Mitochondria are dynamic organelles that serve a variety of metabolic roles for eukaryotic cells, including ATP generation and cell signaling. Unlike other organelles, mitochondria cannot be produced “de novo”, and instead rely on a tightly regulated division process called “fission”, which functions as a quality control mechanism to maintain a healthy population of mitochondria. However, several cellular stress pathways promote hyperactivation of the mitochondrial fission pathway that fragment the mitochondrial network and induce cell death (apoptosis). Despite increasing evidence that mitochondrial fragmentation is a hallmark feature of many neurodegenerative diseases, the molecular mechanisms that contribute to the mitochondrial fission process remain poorly defined. We recently developed a three-dimensional imaging approach using a combination of cryo-focused ion beam milling and cryo-electron tomography to visualize snapshots of mitochondrial constriction events in mammalian cells. Our three-dimensional reconstructions represent the highest resolution structures of the ultrastructural interactions between mitochondria and other subcellular components to date, enabling unprecedented analysis of these associations.
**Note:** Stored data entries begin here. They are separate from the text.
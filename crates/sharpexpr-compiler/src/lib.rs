//! Semantic binding for the sharpexpr expression language.
//!
//! This crate turns a parsed [`Expr`](sharpexpr_syntax::Expr) into a
//! [`TypedExpr`]: every name is resolved through a [`Binder`], implicit
//! conversions and numeric promotions are made explicit, and every call is
//! pinned to a single overload.
//!
//! # Layers
//!
//! - [`conversion`] - scalar widening table, user-defined conversion operators
//! - [`overload`] - most-specific overload selection
//! - [`binder`] - the [`Binder`] seam with [`DefaultBinder`] and [`ContextBinder`]
//! - [`operators`] - validation of operator nodes after promotion
//! - [`expr`] - the [`ExpressionBuilder`]
//!
//! # Example
//!
//! ```
//! use std::sync::Arc;
//! use sharpexpr_compiler::{DefaultBinder, ExpressionBuilder};
//! use sharpexpr_core::DataType;
//! use sharpexpr_syntax::Expr;
//!
//! let registry = Arc::new(sharpexpr_modules::standard_registry().unwrap());
//! let binder = DefaultBinder::new(registry);
//! let expr = Expr::binary("+", Expr::literal(1), Expr::literal(1.0));
//! let typed = ExpressionBuilder::new(&binder).build(&expr).unwrap();
//! assert_eq!(typed.data_type(), DataType::primitive(sharpexpr_core::PrimitiveKind::Double));
//! ```

pub mod binder;
pub mod conversion;
pub mod expr;
pub mod operators;
pub mod overload;
pub mod typed;

pub use binder::{Binder, ContextBinder, DefaultBinder};
pub use expr::ExpressionBuilder;
pub use typed::TypedExpr;
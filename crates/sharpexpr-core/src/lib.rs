//! Core types shared by every sharpexpr crate.
//!
//! ## Modules
//!
//! - [`type_hash`]: deterministic type identity and the well-known [`primitives`]
//! - [`data_type`]: a type plus nullability and array rank
//! - [`value`]: runtime values carried by literals and produced by evaluation
//! - [`entries`]: type, member and method descriptors stored in the registry
//! - [`native_fn`]: type-erased host callables behind getters and methods
//! - [`ops`]: binary and unary operators
//! - [`error`]: bind, registration and runtime errors

pub mod data_type;
pub mod entries;
pub mod error;
pub mod native_fn;
pub mod ops;
pub mod primitive_kind;
pub mod type_hash;
pub mod value;

pub use data_type::DataType;
pub use entries::{
    MemberEntry, MemberKind, MethodEntry, Param, TypeEntry, TypeKind, eq_ignore_case,
};
pub use error::{BindError, RegistrationError, RuntimeError};
pub use native_fn::{NativeCallable, NativeFn, receiver};
pub use ops::{BinaryOp, UnaryOp};
pub use primitive_kind::PrimitiveKind;
pub use type_hash::{TypeHash, library, primitives};
pub use value::{ArrayValue, DelegateRef, FromValue, ObjectRef, Value, arg};

pub use rust_decimal::Decimal;
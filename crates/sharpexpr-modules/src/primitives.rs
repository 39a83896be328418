//! Members of the scalar types: limits, parsing and classification.

use std::str::FromStr;
use std::sync::Arc;

use rust_decimal::Decimal;
use sharpexpr_core::{
    DataType, MemberEntry, MethodEntry, NativeFn, Param, PrimitiveKind, RegistrationError,
    RuntimeError, Value, arg,
};
use sharpexpr_registry::TypeRegistry;

/// Parse with invariant rules; surrounding whitespace is allowed.
pub fn parse<T>(s: &str) -> Result<Value, RuntimeError>
where
    T: FromStr + Into<Value>,
{
    s.trim()
        .parse::<T>()
        .map(Into::into)
        .map_err(|_| RuntimeError::Format {
            message: format!("The input string '{s}' was not in a correct format."),
        })
}

fn parse_method<T>(kind: PrimitiveKind) -> MethodEntry
where
    T: FromStr + Into<Value> + 'static,
{
    MethodEntry::static_fn(
        "Parse",
        vec![Param::new("s", DataType::string())],
        DataType::primitive(kind),
        NativeFn::new(|_, args| {
            let s: Arc<str> = arg(args, 0)?;
            parse::<T>(&s)
        }),
    )
}

fn compare_to<T>(kind: PrimitiveKind) -> MethodEntry
where
    T: sharpexpr_core::FromValue + PartialOrd + 'static,
{
    MethodEntry::instance(
        "CompareTo",
        vec![Param::new("value", DataType::primitive(kind))],
        DataType::int32(),
        NativeFn::method1(|a: T, b: T| match a.partial_cmp(&b) {
            Some(std::cmp::Ordering::Less) => -1,
            Some(std::cmp::Ordering::Greater) => 1,
            _ => 0,
        }),
    )
}

macro_rules! numeric_members {
    ($registry:expr; $($kind:ident => $ty:ty),* $(,)?) => {$(
        let entry = $registry.get_mut(PrimitiveKind::$kind.type_hash())?;
        entry.add_member(MemberEntry::constant("MinValue", Value::from(<$ty>::MIN)));
        entry.add_member(MemberEntry::constant("MaxValue", Value::from(<$ty>::MAX)));
        entry.add_method(parse_method::<$ty>(PrimitiveKind::$kind));
        entry.add_method(compare_to::<$ty>(PrimitiveKind::$kind));
    )*};
}

pub fn install(registry: &mut TypeRegistry) -> Result<(), RegistrationError> {
    numeric_members!(registry;
        Int8 => i8,
        UInt8 => u8,
        Int16 => i16,
        UInt16 => u16,
        Int32 => i32,
        UInt32 => u32,
        Int64 => i64,
        UInt64 => u64,
        Float => f32,
        Double => f64,
        Decimal => Decimal,
    );

    install_floating(registry)?;
    install_decimal(registry)?;
    install_bool(registry)?;
    install_char(registry)?;
    Ok(())
}

fn install_floating(registry: &mut TypeRegistry) -> Result<(), RegistrationError> {
    let double = registry.get_mut(PrimitiveKind::Double.type_hash())?;
    double.add_member(MemberEntry::constant("Epsilon", Value::Double(f64::from_bits(1))));
    double.add_member(MemberEntry::constant("NaN", Value::Double(f64::NAN)));
    double.add_member(MemberEntry::constant("PositiveInfinity", Value::Double(f64::INFINITY)));
    double.add_member(MemberEntry::constant("NegativeInfinity", Value::Double(f64::NEG_INFINITY)));
    let unary = |name: &str, f: fn(f64) -> bool| {
        MethodEntry::static_fn(
            name,
            vec![Param::new("d", DataType::primitive(PrimitiveKind::Double))],
            DataType::bool(),
            NativeFn::from_fn1(f),
        )
    };
    double.add_method(unary("IsNaN", f64::is_nan));
    double.add_method(unary("IsInfinity", f64::is_infinite));
    double.add_method(unary("IsFinite", f64::is_finite));

    let float = registry.get_mut(PrimitiveKind::Float.type_hash())?;
    float.add_member(MemberEntry::constant("Epsilon", Value::Float(f32::from_bits(1))));
    float.add_member(MemberEntry::constant("NaN", Value::Float(f32::NAN)));
    float.add_member(MemberEntry::constant("PositiveInfinity", Value::Float(f32::INFINITY)));
    float.add_member(MemberEntry::constant("NegativeInfinity", Value::Float(f32::NEG_INFINITY)));
    float.add_method(MethodEntry::static_fn(
        "IsNaN",
        vec![Param::new("f", DataType::primitive(PrimitiveKind::Float))],
        DataType::bool(),
        NativeFn::from_fn1(f32::is_nan),
    ));
    Ok(())
}

fn install_decimal(registry: &mut TypeRegistry) -> Result<(), RegistrationError> {
    let decimal = registry.get_mut(PrimitiveKind::Decimal.type_hash())?;
    decimal.add_member(MemberEntry::constant("Zero", Value::Decimal(Decimal::ZERO)));
    decimal.add_member(MemberEntry::constant("One", Value::Decimal(Decimal::ONE)));
    decimal.add_member(MemberEntry::constant("MinusOne", Value::Decimal(Decimal::NEGATIVE_ONE)));
    Ok(())
}

fn install_bool(registry: &mut TypeRegistry) -> Result<(), RegistrationError> {
    let boolean = registry.get_mut(PrimitiveKind::Bool.type_hash())?;
    boolean.add_member(MemberEntry::constant("TrueString", Value::from("True")));
    boolean.add_member(MemberEntry::constant("FalseString", Value::from("False")));
    boolean.add_method(MethodEntry::static_fn(
        "Parse",
        vec![Param::new("value", DataType::string())],
        DataType::bool(),
        NativeFn::new(|_, args| {
            let s: Arc<str> = arg(args, 0)?;
            match s.trim() {
                t if t.eq_ignore_ascii_case("true") => Ok(Value::Bool(true)),
                t if t.eq_ignore_ascii_case("false") => Ok(Value::Bool(false)),
                _ => Err(RuntimeError::Format {
                    message: format!("String '{s}' was not recognized as a valid Boolean."),
                }),
            }
        }),
    ));
    Ok(())
}

fn install_char(registry: &mut TypeRegistry) -> Result<(), RegistrationError> {
    let char_type = DataType::primitive(PrimitiveKind::Char);
    let entry = registry.get_mut(PrimitiveKind::Char.type_hash())?;
    entry.add_member(MemberEntry::constant("MinValue", Value::Char('\0')));
    entry.add_member(MemberEntry::constant("MaxValue", Value::Char('\u{FFFF}')));

    let predicates: [(&str, fn(char) -> bool); 7] = [
        ("IsDigit", |c| c.is_ascii_digit()),
        ("IsLetter", char::is_alphabetic),
        ("IsLetterOrDigit", char::is_alphanumeric),
        ("IsWhiteSpace", char::is_whitespace),
        ("IsUpper", char::is_uppercase),
        ("IsLower", char::is_lowercase),
        ("IsPunctuation", |c| c.is_ascii_punctuation()),
    ];
    for (name, predicate) in predicates {
        entry.add_method(MethodEntry::static_fn(
            name,
            vec![Param::new("c", char_type)],
            DataType::bool(),
            NativeFn::from_fn1(predicate),
        ));
    }
    entry.add_method(MethodEntry::static_fn(
        "ToUpper",
        vec![Param::new("c", char_type)],
        char_type,
        NativeFn::from_fn1(|c: char| c.to_uppercase().next().unwrap_or(c)),
    ));
    entry.add_method(MethodEntry::static_fn(
        "ToLower",
        vec![Param::new("c", char_type)],
        char_type,
        NativeFn::from_fn1(|c: char| c.to_lowercase().next().unwrap_or(c)),
    ));
    Ok(())
}

#[cfg(test)]
mod tests {
    use super::*;

    #[test]
    fn parse_trims_and_reports_format_errors() {
        assert_eq!(parse::<i32>(" 42 ").unwrap(), Value::Int32(42));
        let err = parse::<i32>("4x2").unwrap_err();
        assert!(err.to_string().contains("'4x2'"));
    }

    #[test]
    fn limits_are_registered() {
        let registry = crate::standard_registry().unwrap();
        let max = registry.find_members(&DataType::int32(), "MaxValue", true);
        assert_eq!(max.len(), 1);
        assert_eq!(max[0].getter.call(None, &[]).unwrap(), Value::Int32(i32::MAX));
        let is_digit = registry.find_methods(&DataType::primitive(PrimitiveKind::Char), "isdigit", true);
        assert_eq!(
            is_digit[0].native.call(None, &[Value::Char('7')]).unwrap(),
            Value::Bool(true)
        );
    }
}
//! Binary operator resolution.
//!
//! Tries, in order:
//! 1. User-defined `op_*` methods on either operand type
//! 2. Built-in operations on primitives
//! 3. String and reference equality
//! 4. Lifted operations on two identical `T?` operands

use sharpexpr_core::{BinaryOp, BindError, DataType};
use sharpexpr_registry::TypeRegistry;

use super::{OperatorResolution, primitive::primitive_binary, user_operator};

/// Resolve `left op right`. `Ok(None)` means the operator does not apply.
pub fn resolve_binary(
    registry: &TypeRegistry,
    op: BinaryOp,
    left: &DataType,
    right: &DataType,
) -> Result<Option<OperatorResolution>, BindError> {
    if let Some(name) = op.method_name()
        && let Some(resolution) = user_operator(registry, name, &[*left, *right], &[*left, *right])?
    {
        return Ok(Some(resolution));
    }

    if let Some(result_type) = primitive_binary(op, left, right) {
        return Ok(Some(OperatorResolution::Primitive { result_type }));
    }

    if op.is_equality() && reference_comparable(registry, left, right) {
        return Ok(Some(OperatorResolution::Primitive {
            result_type: DataType::bool(),
        }));
    }

    if left.is_nullable() && left == right {
        let inner = left.underlying();
        if let Some(result_type) = primitive_binary(op, &inner, &inner) {
            let result_type = if op.is_comparison() {
                result_type
            } else {
                DataType::nullable(result_type.type_hash)
            };
            return Ok(Some(OperatorResolution::Primitive { result_type }));
        }
    }

    Ok(None)
}

/// Two reference types where one is assignable to the other.
fn reference_comparable(registry: &TypeRegistry, left: &DataType, right: &DataType) -> bool {
    registry.is_reference_type(left)
        && registry.is_reference_type(right)
        && (registry.is_assignable_from(left, right) || registry.is_assignable_from(right, left))
}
Further analyses reveal that the endoplasmic reticulum and the cytoskeleton preferentially associate with mitochondrial membrane constrictions. Interestingly, we also observe the presence of a previously unidentified filamentous structure in association with dividing mitochondria, which we propose is a member of the septin family of intermediate cytoskeletal filaments. By mapping out the precise interactions of these components relative to mitochondrial membranes, our work describes the complete ultrastructural architecture of the mitochondrial fission machinery required for membrane constriction, and establishes cellular tomography as a valuable approach for studying snapshots of mitochondrial dynamics in situ.